Ruminations

Blog dedicated primarily to randomly selected news items; comments reflecting personal perceptions

Friday, August 15, 2008

Timeless Embrace

Haven't we evolved from brutish human-like creatures descended from the flotsam that rose out of the roiling seas to become what we now are. Presumably we are still evolving. Certainly Nature cannot see satisfaction in our current state of awareness. Our emotions are not yet sufficiently matured, for one thing. Our life-span is likely enough of a patience-ebbing irritation to her; witnessing our inability to live together in harmony.

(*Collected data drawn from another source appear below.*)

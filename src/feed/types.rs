use crate::error::AppError;
use crate::feed::{FORECAST_POLL_EVENT, GRAPH_EVENT, ORDERBOOK_EVENT, SENSOR_POLL_EVENT};
use crate::view::store::{FieldValue, ForecastReading, SensorReading, SeriesPoint};
use crate::view::ViewLayout;
use chrono::{DateTime, NaiveDateTime};
use serde::{Deserialize, Serialize};
use simd_json::OwnedValue;
use std::collections::BTreeMap;

pub const DEFAULT_FEED_URL: &str = "ws://0.0.0.0:8000/ws";
pub const DEFAULT_RECONNECT_BASE_MS: u64 = 200;
pub const DEFAULT_RECONNECT_MAX_MS: u64 = 5_000;
pub const DEFAULT_RENDER_INTERVAL_MS: u64 = 250;
pub const MIN_RECONNECT_BASE_MS: u64 = 50;
pub const MAX_RECONNECT_BASE_MS: u64 = 10_000;
pub const MAX_RECONNECT_MAX_MS: u64 = 300_000;
pub const MIN_RENDER_INTERVAL_MS: u64 = 16;
pub const MAX_RENDER_INTERVAL_MS: u64 = 5_000;
pub const MAX_SENSOR_ROWS: usize = 64;
pub const MAX_SENSOR_COLUMNS: usize = 8;
pub const MAX_FORECAST_ROWS: usize = 512;
pub const MAX_FORECAST_COLUMNS: usize = 16;

const NAIVE_TIMESTAMP_FORMATS: [&str; 2] = ["%Y-%m-%dT%H:%M:%S", "%Y-%m-%d %H:%M:%S"];
const OFFSET_TIMESTAMP_FORMATS: [&str; 2] = ["%Y-%m-%dT%H:%M:%S%z", "%Y-%m-%dT%H:%M:%S%.f%z"];

#[derive(Debug, Clone, Copy, Serialize, Deserialize, PartialEq, Eq)]
#[serde(rename_all = "lowercase")]
pub enum FeedConnectionState {
    Connecting,
    Live,
    Reconnecting,
    Stopped,
    Error,
}

impl FeedConnectionState {
    pub fn as_str(self) -> &'static str {
        match self {
            Self::Connecting => "connecting",
            Self::Live => "live",
            Self::Reconnecting => "reconnecting",
            Self::Stopped => "stopped",
            Self::Error => "error",
        }
    }
}

#[derive(Debug, Clone, Serialize, Deserialize, PartialEq)]
#[serde(rename_all = "camelCase")]
pub struct FeedStatusSnapshot {
    pub state: FeedConnectionState,
    pub url: String,
    pub frames_received: u64,
    pub frames_dropped: u64,
    pub events_applied: u64,
    pub last_frame_at_ms: Option<i64>,
    pub reconnect_attempt: u32,
    pub reason: Option<String>,
}

impl FeedStatusSnapshot {
    pub fn stopped(url: String, reason: Option<String>) -> Self {
        Self {
            state: FeedConnectionState::Stopped,
            url,
            frames_received: 0,
            frames_dropped: 0,
            events_applied: 0,
            last_frame_at_ms: None,
            reconnect_attempt: 0,
            reason,
        }
    }
}

#[derive(Debug, Clone, Serialize, Deserialize, Default)]
#[serde(rename_all = "camelCase")]
pub struct StartFeedArgs {
    pub url: Option<String>,
    pub reconnect_base_ms: Option<u64>,
    pub reconnect_max_ms: Option<u64>,
    pub render_interval_ms: Option<u64>,
    pub sensor_max_rows: Option<usize>,
    pub sensor_columns: Option<usize>,
    pub forecast_max_rows: Option<usize>,
    pub forecast_columns: Option<usize>,
}

#[derive(Debug, Clone)]
pub struct FeedConfig {
    pub url: String,
    pub reconnect_base_ms: u64,
    pub reconnect_max_ms: u64,
    pub render_interval_ms: u64,
    pub layout: ViewLayout,
}

fn bounded_usize(name: &str, value: usize, max: usize) -> Result<usize, AppError> {
    if !(1..=max).contains(&value) {
        return Err(AppError::InvalidArgument(format!(
            "{name} must be between 1 and {max}"
        )));
    }
    Ok(value)
}

impl StartFeedArgs {
    pub fn normalize(self) -> Result<FeedConfig, AppError> {
        let url = self
            .url
            .unwrap_or_else(|| DEFAULT_FEED_URL.to_string())
            .trim()
            .to_string();
        if !(url.starts_with("ws://") || url.starts_with("wss://")) {
            return Err(AppError::InvalidArgument(
                "url must use the ws:// or wss:// scheme".to_string(),
            ));
        }

        let reconnect_base_ms = self.reconnect_base_ms.unwrap_or(DEFAULT_RECONNECT_BASE_MS);
        if !(MIN_RECONNECT_BASE_MS..=MAX_RECONNECT_BASE_MS).contains(&reconnect_base_ms) {
            return Err(AppError::InvalidArgument(format!(
                "reconnectBaseMs must be between {MIN_RECONNECT_BASE_MS} and {MAX_RECONNECT_BASE_MS}"
            )));
        }

        let reconnect_max_ms = self.reconnect_max_ms.unwrap_or(DEFAULT_RECONNECT_MAX_MS);
        if !(reconnect_base_ms..=MAX_RECONNECT_MAX_MS).contains(&reconnect_max_ms) {
            return Err(AppError::InvalidArgument(format!(
                "reconnectMaxMs must be between reconnectBaseMs and {MAX_RECONNECT_MAX_MS}"
            )));
        }

        let render_interval_ms = self
            .render_interval_ms
            .unwrap_or(DEFAULT_RENDER_INTERVAL_MS);
        if !(MIN_RENDER_INTERVAL_MS..=MAX_RENDER_INTERVAL_MS).contains(&render_interval_ms) {
            return Err(AppError::InvalidArgument(format!(
                "renderIntervalMs must be between {MIN_RENDER_INTERVAL_MS} and {MAX_RENDER_INTERVAL_MS}"
            )));
        }

        let defaults = ViewLayout::default();
        let layout = ViewLayout {
            sensor_max_rows: bounded_usize(
                "sensorMaxRows",
                self.sensor_max_rows.unwrap_or(defaults.sensor_max_rows),
                MAX_SENSOR_ROWS,
            )?,
            sensor_columns: bounded_usize(
                "sensorColumns",
                self.sensor_columns.unwrap_or(defaults.sensor_columns),
                MAX_SENSOR_COLUMNS,
            )?,
            forecast_max_rows: bounded_usize(
                "forecastMaxRows",
                self.forecast_max_rows.unwrap_or(defaults.forecast_max_rows),
                MAX_FORECAST_ROWS,
            )?,
            forecast_columns: bounded_usize(
                "forecastColumns",
                self.forecast_columns.unwrap_or(defaults.forecast_columns),
                MAX_FORECAST_COLUMNS,
            )?,
        };

        Ok(FeedConfig {
            url,
            reconnect_base_ms,
            reconnect_max_ms,
            render_interval_ms,
            layout,
        })
    }
}

#[derive(Debug, Clone, Serialize)]
#[serde(rename_all = "camelCase")]
pub struct FeedSession {
    pub running: bool,
    pub url: String,
    pub reconnect_base_ms: u64,
    pub reconnect_max_ms: u64,
}

impl FeedSession {
    pub fn from_config(config: &FeedConfig) -> Self {
        Self {
            running: true,
            url: config.url.clone(),
            reconnect_base_ms: config.reconnect_base_ms,
            reconnect_max_ms: config.reconnect_max_ms,
        }
    }
}

#[derive(Debug, Clone, Serialize)]
#[serde(rename_all = "camelCase")]
pub struct FeedStopResult {
    pub stopped: bool,
}

#[derive(Debug, Clone, PartialEq)]
pub struct OrderBookUpdate {
    pub ticker: String,
    pub yes: FieldValue,
    pub no: FieldValue,
}

#[derive(Debug, Clone, PartialEq)]
pub struct SensorSiteUpdate {
    pub site: String,
    pub readings: Vec<SensorReading>,
}

#[derive(Debug, Clone, PartialEq)]
pub struct ForecastSiteUpdate {
    pub site: String,
    pub readings: Vec<ForecastReading>,
}

#[derive(Debug, Clone, PartialEq)]
pub struct ChartSiteUpdate {
    pub site: String,
    pub readings: Vec<SeriesPoint>,
    pub forecasts: Vec<SeriesPoint>,
}

/// A decoded frame. Batched payloads keep one result per site so that a
/// bad entry only costs that site's update.
#[derive(Debug)]
pub enum FeedEvent {
    OrderBook(OrderBookUpdate),
    SensorPoll(Vec<Result<SensorSiteUpdate, AppError>>),
    ForecastPoll(ForecastSiteUpdate),
    Graph(Vec<Result<ChartSiteUpdate, AppError>>),
    Unknown(Option<String>),
}

#[derive(Debug, Deserialize)]
struct OrderBookWire {
    ticker: String,
    #[serde(default)]
    yes: FieldValue,
    #[serde(default)]
    no: FieldValue,
}

#[derive(Debug, Default, Deserialize)]
struct SeriesWire {
    #[serde(default)]
    xs: Vec<FieldValue>,
    #[serde(default)]
    ys: Vec<FieldValue>,
}

#[derive(Debug, Deserialize)]
struct GraphEntryWire {
    site: String,
    #[serde(default)]
    readings: SeriesWire,
    #[serde(default)]
    forecasts: SeriesWire,
}

type PairWire = (FieldValue, FieldValue);

fn malformed(context: &str, error: impl std::fmt::Display) -> AppError {
    AppError::malformed(format!("{context}: {error}"))
}

/// Only the `type` discriminant is read up front; every other field is
/// interpreted by its event branch, so unknown events may carry anything.
pub fn decode_frame(payload: &mut [u8]) -> Result<FeedEvent, AppError> {
    let value = simd_json::to_owned_value(payload)
        .map_err(|error| AppError::Decode(error.to_string()))?;
    let Ok(mut fields) = simd_json::serde::from_owned_value::<BTreeMap<String, OwnedValue>>(value)
    else {
        return Ok(FeedEvent::Unknown(None));
    };
    let kind = fields
        .remove("type")
        .and_then(|kind| simd_json::serde::from_owned_value::<String>(kind).ok());

    match kind.as_deref() {
        Some(ORDERBOOK_EVENT) => decode_order_book(fields.remove("data")),
        Some(SENSOR_POLL_EVENT) => Ok(decode_sensor_poll(fields.remove("payload"))),
        Some(FORECAST_POLL_EVENT) => {
            decode_forecast_poll(fields.remove("site"), fields.remove("payload"))
        }
        Some(GRAPH_EVENT) => decode_graph(fields.remove("data")),
        _ => Ok(FeedEvent::Unknown(kind)),
    }
}

fn decode_order_book(data: Option<OwnedValue>) -> Result<FeedEvent, AppError> {
    let data = data.ok_or_else(|| AppError::malformed("orderbook event without data"))?;
    let wire: OrderBookWire = simd_json::serde::from_owned_value(data)
        .map_err(|error| malformed("orderbook data", error))?;
    if wire.ticker.trim().is_empty() {
        return Err(AppError::malformed("orderbook event with empty ticker"));
    }

    Ok(FeedEvent::OrderBook(OrderBookUpdate {
        ticker: wire.ticker,
        yes: wire.yes,
        no: wire.no,
    }))
}

fn decode_sensor_poll(payload: Option<OwnedValue>) -> FeedEvent {
    let Some(payload) = payload else {
        return FeedEvent::SensorPoll(Vec::new());
    };
    let sites: BTreeMap<String, OwnedValue> = match simd_json::serde::from_owned_value(payload) {
        Ok(sites) => sites,
        Err(error) => return FeedEvent::SensorPoll(vec![Err(malformed("SensorPoll payload", error))]),
    };

    let updates = sites
        .into_iter()
        .map(|(site, rows)| -> Result<SensorSiteUpdate, AppError> {
            let pairs: Vec<PairWire> = simd_json::serde::from_owned_value(rows)
                .map_err(|error| malformed(&format!("SensorPoll rows for '{site}'"), error))?;
            Ok(SensorSiteUpdate {
                readings: pairs
                    .into_iter()
                    .map(|(key, value)| SensorReading {
                        key: key.to_string(),
                        value,
                    })
                    .collect(),
                site,
            })
        })
        .collect();
    FeedEvent::SensorPoll(updates)
}

fn decode_forecast_poll(
    site: Option<OwnedValue>,
    payload: Option<OwnedValue>,
) -> Result<FeedEvent, AppError> {
    let site = site
        .and_then(|site| simd_json::serde::from_owned_value::<String>(site).ok())
        .filter(|site| !site.trim().is_empty())
        .ok_or_else(|| AppError::malformed("ForecastPoll event without site"))?;
    let pairs: Vec<PairWire> = match payload {
        Some(payload) => simd_json::serde::from_owned_value(payload)
            .map_err(|error| malformed(&format!("ForecastPoll rows for '{site}'"), error))?,
        None => Vec::new(),
    };

    Ok(FeedEvent::ForecastPoll(ForecastSiteUpdate {
        site,
        readings: pairs
            .into_iter()
            .map(|(horizon, value)| ForecastReading {
                horizon: horizon.to_string(),
                value,
            })
            .collect(),
    }))
}

fn decode_graph(data: Option<OwnedValue>) -> Result<FeedEvent, AppError> {
    let data = data.ok_or_else(|| AppError::malformed("graph event without data"))?;
    let entries: Vec<OwnedValue> = simd_json::serde::from_owned_value(data)
        .map_err(|error| malformed("graph data", error))?;

    Ok(FeedEvent::Graph(
        entries.into_iter().map(decode_graph_entry).collect(),
    ))
}

fn decode_graph_entry(entry: OwnedValue) -> Result<ChartSiteUpdate, AppError> {
    let wire: GraphEntryWire =
        simd_json::serde::from_owned_value(entry).map_err(|error| malformed("graph entry", error))?;
    if wire.site.trim().is_empty() {
        return Err(AppError::malformed("graph entry with empty site"));
    }

    Ok(ChartSiteUpdate {
        readings: series_points(&wire.site, "readings", wire.readings)?,
        forecasts: series_points(&wire.site, "forecasts", wire.forecasts)?,
        site: wire.site,
    })
}

fn series_points(site: &str, name: &str, wire: SeriesWire) -> Result<Vec<SeriesPoint>, AppError> {
    if wire.xs.len() != wire.ys.len() {
        return Err(AppError::malformed(format!(
            "{name} for '{site}' has {} timestamps but {} values",
            wire.xs.len(),
            wire.ys.len()
        )));
    }

    wire.xs
        .iter()
        .zip(wire.ys.iter())
        .map(|(x, y)| -> Result<SeriesPoint, AppError> {
            let value = match y {
                FieldValue::Null => None,
                other => Some(other.as_f64().ok_or_else(|| {
                    AppError::malformed(format!("{name} value '{other}' for '{site}' is not numeric"))
                })?),
            };
            Ok(SeriesPoint {
                timestamp_ms: parse_timestamp_ms(x)?,
                value,
            })
        })
        .collect()
}

/// Numbers are epoch milliseconds; text is an RFC 3339 or ISO-like
/// timestamp, taken as UTC when it carries no offset.
pub fn parse_timestamp_ms(value: &FieldValue) -> Result<i64, AppError> {
    match value {
        FieldValue::Number(millis) if millis.is_finite() => Ok(millis.round() as i64),
        FieldValue::Text(text) => {
            let text = text.trim();
            if let Ok(parsed) = DateTime::parse_from_rfc3339(text) {
                return Ok(parsed.timestamp_millis());
            }
            if let Some(parsed) = OFFSET_TIMESTAMP_FORMATS
                .iter()
                .find_map(|format| DateTime::parse_from_str(text, format).ok())
            {
                return Ok(parsed.timestamp_millis());
            }
            if let Some(parsed) = NAIVE_TIMESTAMP_FORMATS
                .iter()
                .find_map(|format| NaiveDateTime::parse_from_str(text, format).ok())
            {
                return Ok(parsed.and_utc().timestamp_millis());
            }
            if let Ok(millis) = text.parse::<i64>() {
                return Ok(millis);
            }
            Err(AppError::malformed(format!("unrecognised timestamp '{text}'")))
        }
        other => Err(AppError::malformed(format!("invalid timestamp '{other}'"))),
    }
}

Not with the other creatures with which she has inhabited this Earth of ours, nor with one another. Surely her patience with us owes largely to her ownership of time and space and history. Our time and space and history to be certain. We have no idea how far her realm reaches, whether Nature is herself responsible on a far larger scale for the forms that revolve as they evolve in the very heavens above.

It was, to be sure, kind of her - although to attribute anthropoid-like actions and human emotions to a force beyond our understanding, responsible for our having gradually appeared on the world stage, let alone our inability to comprehend the unflinching balance of nature, and her exquisite indifference to any of the life-forms she has created - to allow humankind the ability to think, to envision, to create and to forge our own environment within hers.

She's doubtless complacent witnessing in her own way our advances and our dreadful errors along the way to becoming what we now are. Highly faulted creatures of unbearable aggravation toward one another, incapable of living in peace, as she initially mandated. But then, perhaps from boredom, perhaps impelled by her own mischievous fascination with possibilities, all her creatures have reacted on their environment, the strong devouring the weak.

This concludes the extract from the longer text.